▶ Supplied material:
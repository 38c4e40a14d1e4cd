//! # IronImpl Build
//!
//! Package-mode pipeline: generate a stub, compile it, archive the class.
//!
//! This crate provides:
//! - The GENERATE → COMPILE → ARCHIVE → CLEANUP orchestrator
//! - The [`Toolchain`] capability and a `javac` implementation
//! - The [`ArchiveWriter`] capability and a deterministic jar writer
//! - Scoped scratch directories removed on every exit path

pub mod archive;
pub mod error;
pub mod orchestrator;
pub mod stage;
pub mod toolchain;

pub use archive::{ArchiveEntry, ArchiveWriter, JarWriter, Manifest};
pub use error::{ArchiveError, BuildError, CompileError};
pub use orchestrator::{BuildOrchestrator, BuildReport, OrchestratorBuilder};
pub use stage::{ArtifactState, BuildStage, OutputArtifact};
pub use toolchain::{CompileStatus, JavacToolchain, Toolchain};
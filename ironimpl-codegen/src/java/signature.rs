//! Member signature rendering.

use ironimpl_descriptor::{JavaType, MemberSignature, Parameter};

/// Renders member headers with fully-qualified types.
pub struct SignatureRenderer;

impl SignatureRenderer {
    /// Renders the parameter list without parentheses.
    ///
    /// Each parameter becomes `<canonical type> <name>`, joined by `, ` in
    /// declaration order.
    #[must_use]
    pub fn parameters(parameters: &[Parameter]) -> String {
        parameters
            .iter()
            .map(|p| format!("{} {}", p.ty.canonical_name(), p.name))
            .collect::<Vec<_>>()
            .join(", ")
    }

    /// Renders the throws clause with a leading space, or nothing when the
    /// member declares no checked exceptions.
    #[must_use]
    pub fn throws_clause(exceptions: &[JavaType]) -> String {
        if exceptions.is_empty() {
            return String::new();
        }
        let names: Vec<String> = exceptions.iter().map(JavaType::canonical_name).collect();
        format!(" throws {}", names.join(", "))
    }

    /// Renders the full member header up to, but excluding, the opening brace.
    #[must_use]
    pub fn header(member: &MemberSignature) -> String {
        format!(
            "public {} {}({}){}",
            member.return_type.canonical_name(),
            member.name,
            Self::parameters(&member.parameters),
            Self::throws_clause(&member.exceptions)
        )
    }
}
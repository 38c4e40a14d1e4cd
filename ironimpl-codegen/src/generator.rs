//! Implementation file generation.

use crate::error::CodegenError;
use crate::inspector::TypeInspector;
use crate::java::emitter::{GeneratedSource, SourceEmitter};
use crate::path::{PathResolver, staging_file};
use ironimpl_descriptor::{TypeDescriptor, TypeLibrary};
use std::io::Write;
use std::path::{Path, PathBuf};

/// Generates implementation classes for types of one library.
pub struct Generator<'a> {
    library: &'a TypeLibrary,
    inspector: TypeInspector<'a>,
    emitter: SourceEmitter,
}

impl<'a> Generator<'a> {
    /// Creates a new generator with the default emitter.
    #[must_use]
    pub fn new(library: &'a TypeLibrary) -> Self {
        Self {
            library,
            inspector: TypeInspector::new(library),
            emitter: SourceEmitter::new(),
        }
    }

    /// Replaces the source emitter.
    #[must_use]
    pub fn with_emitter(mut self, emitter: SourceEmitter) -> Self {
        self.emitter = emitter;
        self
    }

    /// Returns the library types are resolved against.
    #[must_use]
    pub fn library(&self) -> &'a TypeLibrary {
        self.library
    }

    /// Renders the implementation of `descriptor` in memory.
    ///
    /// # Errors
    /// Returns `CodegenError::InvalidTarget` if the type cannot be implemented.
    pub fn render(&self, descriptor: &TypeDescriptor) -> Result<GeneratedSource, CodegenError> {
        let members = self.inspector.members(descriptor)?;
        Ok(self.emitter.render(descriptor, &members))
    }

    /// Generates the implementation of `descriptor` under `root` and returns
    /// the written file's path.
    ///
    /// The target is validated before anything touches the file system, so a
    /// rejected target creates no directories or files.
    ///
    /// # Errors
    /// Returns `CodegenError` if the target is invalid, a directory cannot be
    /// created, or the file cannot be written.
    pub fn implement(&self, descriptor: &TypeDescriptor, root: &Path) -> Result<PathBuf, CodegenError> {
        let source = self.render(descriptor)?;
        self.write_source(descriptor, &source, root)
    }

    /// Writes an already rendered `source` for `descriptor` under `root`.
    ///
    /// # Errors
    /// Returns `CodegenError` if a directory cannot be created or the file
    /// cannot be written.
    pub fn write_source(
        &self,
        descriptor: &TypeDescriptor,
        source: &GeneratedSource,
        root: &Path,
    ) -> Result<PathBuf, CodegenError> {
        let path = PathResolver::new(root).resolve(descriptor)?;
        write_atomically(&path, source.text.as_bytes())?;

        tracing::info!(
            "Generated {} at {}",
            source.qualified_class_name(),
            path.display()
        );
        Ok(path)
    }

    /// Resolves `type_name` in the library and generates its implementation.
    ///
    /// # Errors
    /// Returns `CodegenError::InvalidTarget` for an empty name and
    /// `CodegenError::Resolve` if the name is unknown; otherwise as [`Self::implement`].
    pub fn implement_named(&self, type_name: &str, root: &Path) -> Result<PathBuf, CodegenError> {
        let descriptor = self.resolve_target(type_name)?;
        self.implement(&descriptor, root)
    }

    /// Resolves a target name, rejecting an empty one as an invalid target.
    ///
    /// # Errors
    /// Returns `CodegenError::InvalidTarget` or `CodegenError::Resolve`.
    pub fn resolve_target(&self, type_name: &str) -> Result<TypeDescriptor, CodegenError> {
        if type_name.trim().is_empty() {
            return Err(CodegenError::invalid_target(type_name, "no target type given"));
        }
        Ok(self.library.resolve(type_name)?)
    }
}

/// Writes `contents` to a temporary sibling of `path` and renames it into
/// place, so readers never observe a partially written file.
fn write_atomically(path: &Path, contents: &[u8]) -> Result<(), CodegenError> {
    let dir = path.parent().unwrap_or_else(|| Path::new("."));
    let mut file = staging_file(dir)
        .map_err(|e| CodegenError::generation(path, e))?;
    file.write_all(contents)
        .and_then(|()| file.flush())
        .map_err(|e| CodegenError::generation(path, e))?;
    file.persist(path)
        .map_err(|e| CodegenError::generation(path, e.error))?;
    Ok(())
}

#[cfg(test)]
mod tests {
    use super::*;
    use ironimpl_descriptor::parse_library;

    const LIBRARY: &str = r#"<typeLibrary>
    <type name="com.example.Counter">
        <method name="increment" returns="int">
            <param name="by" type="int"/>
        </method>
        <method name="reset"/>
        <method name="isZero" returns="boolean"/>
        <method name="label" returns="java.lang.String">
            <throws type="java.io.IOException"/>
            <throws type="java.lang.InterruptedException"/>
        </method>
    </type>
</typeLibrary>"#;

    fn library() -> TypeLibrary {
        parse_library(LIBRARY).expect("Failed to parse library")
    }

    #[test]
    fn test_implement_writes_file() {
        let library = library();
        let generator = Generator::new(&library);
        let dir = tempfile::tempdir().expect("Failed to create temp dir");

        let path = generator
            .implement_named("com.example.Counter", dir.path())
            .expect("Failed to implement");

        assert_eq!(path, dir.path().join("com/example/CounterImpl.java"));
        let text = std::fs::read_to_string(&path).expect("Failed to read output");
        assert!(text.starts_with("package com.example;\n"));
        assert!(text.contains("public class CounterImpl implements Counter {"));
        assert!(text.contains("public int increment(int by) {\n        return 0;"));
        assert!(text.contains("public void reset() {\n    }"));
        assert!(text.contains("public boolean isZero() {\n        return true;"));
        assert!(text.contains(
            "public java.lang.String label() throws java.io.IOException, java.lang.InterruptedException {\n        return null;"
        ));
    }

    #[test]
    fn test_implement_is_byte_identical() {
        let library = library();
        let generator = Generator::new(&library);
        let dir = tempfile::tempdir().expect("Failed to create temp dir");

        let path = generator
            .implement_named("com.example.Counter", dir.path())
            .expect("Failed to implement");
        let first = std::fs::read(&path).expect("Failed to read output");
        generator
            .implement_named("com.example.Counter", dir.path())
            .expect("Failed to implement");
        let second = std::fs::read(&path).expect("Failed to read output");

        assert_eq!(first, second);
        // No temporary files left behind.
        assert_eq!(
            std::fs::read_dir(dir.path().join("com/example"))
                .expect("Failed to read dir")
                .count(),
            1
        );
    }

    #[cfg(unix)]
    #[test]
    fn test_generated_file_has_default_mode() {
        use std::os::unix::fs::PermissionsExt;

        let library = library();
        let generator = Generator::new(&library);
        let dir = tempfile::tempdir().expect("Failed to create temp dir");

        let path = generator
            .implement_named("com.example.Counter", dir.path())
            .expect("Failed to implement");
        let plain = dir.path().join("com/example/plain.txt");
        std::fs::write(&plain, b"x").expect("Failed to write file");

        let mode = |p: &Path| {
            std::fs::metadata(p)
                .expect("Failed to read metadata")
                .permissions()
                .mode()
                & 0o777
        };
        assert_eq!(mode(&path), mode(&plain));
    }

    #[test]
    fn test_write_failure_is_generation_error() {
        let library = library();
        let generator = Generator::new(&library);
        let dir = tempfile::tempdir().expect("Failed to create temp dir");
        // A directory occupies the file's path, so the final rename fails.
        let blocked = dir.path().join("com/example/CounterImpl.java");
        std::fs::create_dir_all(blocked.join("child")).expect("Failed to create dir");

        let result = generator.implement_named("com.example.Counter", dir.path());

        match result {
            Err(CodegenError::Generation { path, .. }) => assert_eq!(path, blocked),
            other => panic!("expected generation error, got {other:?}"),
        }
        assert!(blocked.is_dir());
        // The staged file is discarded.
        assert_eq!(
            std::fs::read_dir(dir.path().join("com/example"))
                .expect("Failed to read dir")
                .count(),
            1
        );
    }

    #[test]
    fn test_invalid_target_creates_nothing() {
        let library = library();
        let generator = Generator::new(&library);
        let dir = tempfile::tempdir().expect("Failed to create temp dir");

        for name in ["int", "com.example.Counter[]", "  "] {
            let result = generator.implement_named(name, dir.path());
            assert!(
                matches!(result, Err(CodegenError::InvalidTarget { .. })),
                "{name} should be rejected"
            );
        }
        assert_eq!(
            std::fs::read_dir(dir.path()).expect("Failed to read dir").count(),
            0
        );
    }

    #[test]
    fn test_unknown_type() {
        let library = library();
        let generator = Generator::new(&library);
        let dir = tempfile::tempdir().expect("Failed to create temp dir");

        let result = generator.implement_named("com.example.Missing", dir.path());
        assert!(matches!(result, Err(CodegenError::Resolve(_))));
    }

    #[test]
    fn test_custom_emitter() {
        let library = library();
        let generator = Generator::new(&library).with_emitter(SourceEmitter::with_indent(2));
        let counter = library.resolve("com.example.Counter").expect("Failed to resolve");

        let source = generator.render(&counter).expect("Failed to render");
        assert!(source.text.contains("\n  public void reset() {\n  }\n"));
    }
}
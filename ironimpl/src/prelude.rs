//! Prelude module for convenient imports.
//!
//! This module re-exports the most commonly used types and traits.
//!
//! ```ignore
//! use ironimpl::prelude::*;
//! ```

// Descriptor types
pub use ironimpl_descriptor::{
    JavaType, LibraryError, MemberSignature, Parameter, ParseError, PrimitiveType,
    TypeDescriptor, TypeKind, TypeLibrary, parse_library, parse_library_file, validate_library,
};

// Generation types
pub use ironimpl_codegen::{
    CodegenError, GeneratedSource, Generator, PathResolver, SourceEmitter, TypeInspector,
};

// Build types
pub use ironimpl_build::{
    ArchiveWriter, BuildError, BuildOrchestrator, BuildReport, BuildStage, CompileStatus,
    JarWriter, JavacToolchain, OrchestratorBuilder, Toolchain,
};
//! Synthetic type libraries for benchmarks.

use ironimpl_descriptor::{JavaType, MemberSignature, PrimitiveType, TypeDescriptor, TypeKind, TypeLibrary};
use std::fmt::Write;

const RETURN_TYPES: [&str; 4] = ["int", "boolean", "java.lang.String", "void"];

fn return_type(i: usize) -> JavaType {
    match i % RETURN_TYPES.len() {
        0 => JavaType::Primitive(PrimitiveType::Int),
        1 => JavaType::Primitive(PrimitiveType::Boolean),
        2 => JavaType::reference("java.lang.String"),
        _ => JavaType::Primitive(PrimitiveType::Void),
    }
}

/// Builds an interface `bench.Wide` declaring `methods` members with one
/// parameter and one checked exception each.
#[must_use]
pub fn wide_interface(methods: usize) -> TypeLibrary {
    let mut wide = TypeDescriptor::new("bench.Wide", TypeKind::Interface);
    for i in 0..methods {
        wide = wide.with_member(
            MemberSignature::new(format!("method{i}"), return_type(i))
                .with_parameter("value", JavaType::Primitive(PrimitiveType::Long))
                .with_exception(JavaType::reference("java.io.IOException")),
        );
    }

    let mut library = TypeLibrary::new();
    // Single type, the name cannot collide.
    let _ = library.add_type(wide);
    library
}

/// Builds a chain `bench.Level0 extends bench.Level1 ... bench.Level{depth-1}`
/// where every level declares `per_level` members of its own.
#[must_use]
pub fn deep_hierarchy(depth: usize, per_level: usize) -> TypeLibrary {
    let mut library = TypeLibrary::new();
    for level in 0..depth {
        let mut descriptor = TypeDescriptor::new(format!("bench.Level{level}"), TypeKind::Interface);
        if level + 1 < depth {
            descriptor = descriptor.with_supertype(format!("bench.Level{}", level + 1));
        }
        for i in 0..per_level {
            descriptor = descriptor.with_member(MemberSignature::new(
                format!("level{level}Method{i}"),
                return_type(i),
            ));
        }
        let _ = library.add_type(descriptor);
    }
    library
}

/// Renders a type library document with `types` interfaces of `methods`
/// members each.
#[must_use]
pub fn library_xml(types: usize, methods: usize) -> String {
    let mut xml = String::from("<typeLibrary>\n");
    for t in 0..types {
        let _ = writeln!(xml, "    <type name=\"bench.Type{t}\">");
        if t > 0 {
            let _ = writeln!(xml, "        <extends type=\"bench.Type{}\"/>", t - 1);
        }
        for m in 0..methods {
            let _ = writeln!(
                xml,
                "        <method name=\"m{m}\" returns=\"{}\"><param name=\"x\" type=\"int\"/></method>",
                RETURN_TYPES[m % RETURN_TYPES.len()]
            );
        }
        xml.push_str("    </type>\n");
    }
    xml.push_str("</typeLibrary>\n");
    xml
}
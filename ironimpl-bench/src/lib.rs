//! # IronImpl Bench
//!
//! Benchmarking utilities for IronImpl performance testing.

pub mod fixtures;
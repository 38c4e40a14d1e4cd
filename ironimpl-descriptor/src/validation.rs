//! Type library validation utilities.
//!
//! This module checks a parsed library for names and structures that could
//! never produce a compilable implementation.

use crate::error::LibraryError;
use crate::library::TypeLibrary;
use crate::types::{JavaType, MemberSignature, PrimitiveType, TypeDescriptor};
use std::collections::HashSet;

/// Java reserved words that can never be used as identifiers.
const RESERVED: &[&str] = &[
    "abstract", "assert", "boolean", "break", "byte", "case", "catch", "char", "class", "const",
    "continue", "default", "do", "double", "else", "enum", "extends", "final", "finally",
    "float", "for", "goto", "if", "implements", "import", "instanceof", "int", "interface",
    "long", "native", "new", "package", "private", "protected", "public", "return", "short",
    "static", "strictfp", "super", "switch", "synchronized", "this", "throw", "throws",
    "transient", "try", "void", "volatile", "while", "true", "false", "null", "_",
];

/// Validates a parsed type library for correctness.
///
/// # Arguments
/// * `library` - The library to validate
///
/// # Returns
/// Ok(()) if valid, or LibraryError describing the issue.
///
/// # Errors
/// Returns `LibraryError` if validation fails.
pub fn validate_library(library: &TypeLibrary) -> Result<(), LibraryError> {
    for descriptor in library.iter() {
        validate_type(descriptor)?;
    }
    validate_supertype_graph(library)?;
    Ok(())
}

/// Returns true if `s` is a legal Java identifier.
#[must_use]
pub fn is_java_identifier(s: &str) -> bool {
    let mut chars = s.chars();
    let Some(first) = chars.next() else {
        return false;
    };
    (first.is_alphabetic() || first == '_' || first == '$')
        && chars.all(|c| c.is_alphanumeric() || c == '_' || c == '$')
        && !RESERVED.contains(&s)
}

/// Returns true if every dot- and dollar-separated segment of a binary name is
/// a legal identifier.
#[must_use]
pub fn is_binary_name(s: &str) -> bool {
    s.split(['.', '$']).all(is_java_identifier)
}

fn validate_type_name(name: &str, context: &str) -> Result<(), LibraryError> {
    let mut element = match JavaType::parse(name) {
        Some(ty) => ty,
        None => {
            return Err(LibraryError::validation(format!(
                "Empty type name in {context}"
            )));
        }
    };
    let mut is_array = false;
    while let JavaType::Array(inner) = element {
        is_array = true;
        element = *inner;
    }
    match element {
        JavaType::Reference(ref binary) if !is_binary_name(binary) => Err(
            LibraryError::validation(format!("Invalid type name '{name}' in {context}")),
        ),
        JavaType::Primitive(PrimitiveType::Void) if is_array => Err(LibraryError::validation(
            format!("Array of void '{name}' in {context}"),
        )),
        _ => Ok(()),
    }
}

/// Validates one type definition.
fn validate_type(descriptor: &TypeDescriptor) -> Result<(), LibraryError> {
    let name = &descriptor.qualified_name;
    if !is_binary_name(name) {
        return Err(LibraryError::validation(format!("Invalid type name '{name}'")));
    }

    for supertype in &descriptor.supertypes {
        match JavaType::parse(supertype) {
            Some(JavaType::Reference(ref binary)) if is_binary_name(binary) => {}
            _ => {
                return Err(LibraryError::validation(format!(
                    "Invalid supertype '{supertype}' of type '{name}'"
                )));
            }
        }
    }

    let mut seen_keys = HashSet::new();
    for member in &descriptor.members {
        validate_member(descriptor, member)?;
        let key = member.key();
        if !seen_keys.insert(key.clone()) {
            return Err(LibraryError::validation(format!(
                "Duplicate member '{key}' in type '{name}'"
            )));
        }
    }

    Ok(())
}

/// Validates one member signature.
fn validate_member(owner: &TypeDescriptor, member: &MemberSignature) -> Result<(), LibraryError> {
    let context = format!("{}#{}", owner.qualified_name, member.name);
    if !is_java_identifier(&member.name) {
        return Err(LibraryError::validation(format!(
            "Invalid member name '{}' in type '{}'",
            member.name, owner.qualified_name
        )));
    }

    validate_type_name(&member.return_type.binary_name(), &context)?;

    let mut seen_names = HashSet::new();
    for param in &member.parameters {
        if param.ty.is_void() {
            return Err(LibraryError::validation(format!(
                "Parameter '{}' of {context} cannot be void",
                param.name
            )));
        }
        if !is_java_identifier(&param.name) {
            return Err(LibraryError::validation(format!(
                "Invalid parameter name '{}' in {context}",
                param.name
            )));
        }
        if !seen_names.insert(&param.name) {
            return Err(LibraryError::validation(format!(
                "Duplicate parameter name '{}' in {context}",
                param.name
            )));
        }
        validate_type_name(&param.ty.binary_name(), &context)?;
    }

    for exception in &member.exceptions {
        if !matches!(exception, JavaType::Reference(_)) {
            return Err(LibraryError::validation(format!(
                "Exception type '{exception}' of {context} must be a class"
            )));
        }
        validate_type_name(&exception.binary_name(), &context)?;
    }

    Ok(())
}

/// Rejects supertype chains that loop back on themselves.
fn validate_supertype_graph(library: &TypeLibrary) -> Result<(), LibraryError> {
    let mut finished: HashSet<&str> = HashSet::new();

    for descriptor in library.iter() {
        let mut path = Vec::new();
        visit_supertypes(library, &descriptor.qualified_name, &mut path, &mut finished)?;
    }

    Ok(())
}

fn visit_supertypes<'a>(
    library: &'a TypeLibrary,
    name: &'a str,
    path: &mut Vec<&'a str>,
    finished: &mut HashSet<&'a str>,
) -> Result<(), LibraryError> {
    if finished.contains(name) {
        return Ok(());
    }
    if path.contains(&name) {
        path.push(name);
        return Err(LibraryError::CircularReference {
            path: path.join(" -> "),
        });
    }

    // Supertypes outside the library are opaque leaves.
    let Some(descriptor) = library.get_type(name) else {
        return Ok(());
    };

    path.push(name);
    for supertype in &descriptor.supertypes {
        visit_supertypes(library, supertype, path, finished)?;
    }
    path.pop();
    finished.insert(name);

    Ok(())
}
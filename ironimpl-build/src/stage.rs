//! Pipeline stages and artifact lifecycle.

use std::fmt;
use std::path::{Path, PathBuf};

/// Stage of a package-mode build, in execution order.
#[derive(Debug, Clone, Copy, PartialEq, Eq, PartialOrd, Ord, Hash)]
pub enum BuildStage {
    /// Source rendering into the scratch root.
    Generate,
    /// Compiler invocation.
    Compile,
    /// Archive creation.
    Archive,
    /// Scratch root removal.
    Cleanup,
}

impl BuildStage {
    /// Returns the stage name in upper case.
    #[must_use]
    pub const fn as_str(self) -> &'static str {
        match self {
            Self::Generate => "GENERATE",
            Self::Compile => "COMPILE",
            Self::Archive => "ARCHIVE",
            Self::Cleanup => "CLEANUP",
        }
    }
}

impl fmt::Display for BuildStage {
    fn fmt(&self, f: &mut fmt::Formatter<'_>) -> fmt::Result {
        f.write_str(self.as_str())
    }
}

/// Lifecycle state of an intermediate artifact.
#[derive(Debug, Clone, Copy, PartialEq, Eq, PartialOrd, Ord, Hash)]
pub enum ArtifactState {
    /// Source file written.
    Written,
    /// Class file produced.
    Compiled,
    /// Class file stored in the archive.
    Archived,
    /// Scratch files deleted.
    Removed,
}

/// A file produced along the pipeline and its current state.
#[derive(Debug, Clone, PartialEq, Eq)]
pub struct OutputArtifact {
    path: PathBuf,
    state: ArtifactState,
}

impl OutputArtifact {
    /// Creates an artifact for a freshly written file.
    #[must_use]
    pub fn written(path: impl Into<PathBuf>) -> Self {
        Self {
            path: path.into(),
            state: ArtifactState::Written,
        }
    }

    /// Returns the artifact path.
    #[must_use]
    pub fn path(&self) -> &Path {
        &self.path
    }

    /// Returns the current state.
    #[must_use]
    pub fn state(&self) -> ArtifactState {
        self.state
    }

    /// Moves the artifact to `state` at `path`.
    ///
    /// States only move forward; returns false and leaves the artifact
    /// untouched otherwise.
    pub fn advance(&mut self, state: ArtifactState, path: impl Into<PathBuf>) -> bool {
        if state <= self.state {
            return false;
        }
        self.state = state;
        self.path = path.into();
        true
    }
}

▶ Aim of the exercise: Copy each line of the listing that contains "usize".

▶ Solution to this exercise:
fn return_type(i: usize) -> JavaType {
pub fn wide_interface(methods: usize) -> TypeLibrary {
pub fn deep_hierarchy(depth: usize, per_level: usize) -> TypeLibrary {
pub fn library_xml(types: usize, methods: usize) -> String {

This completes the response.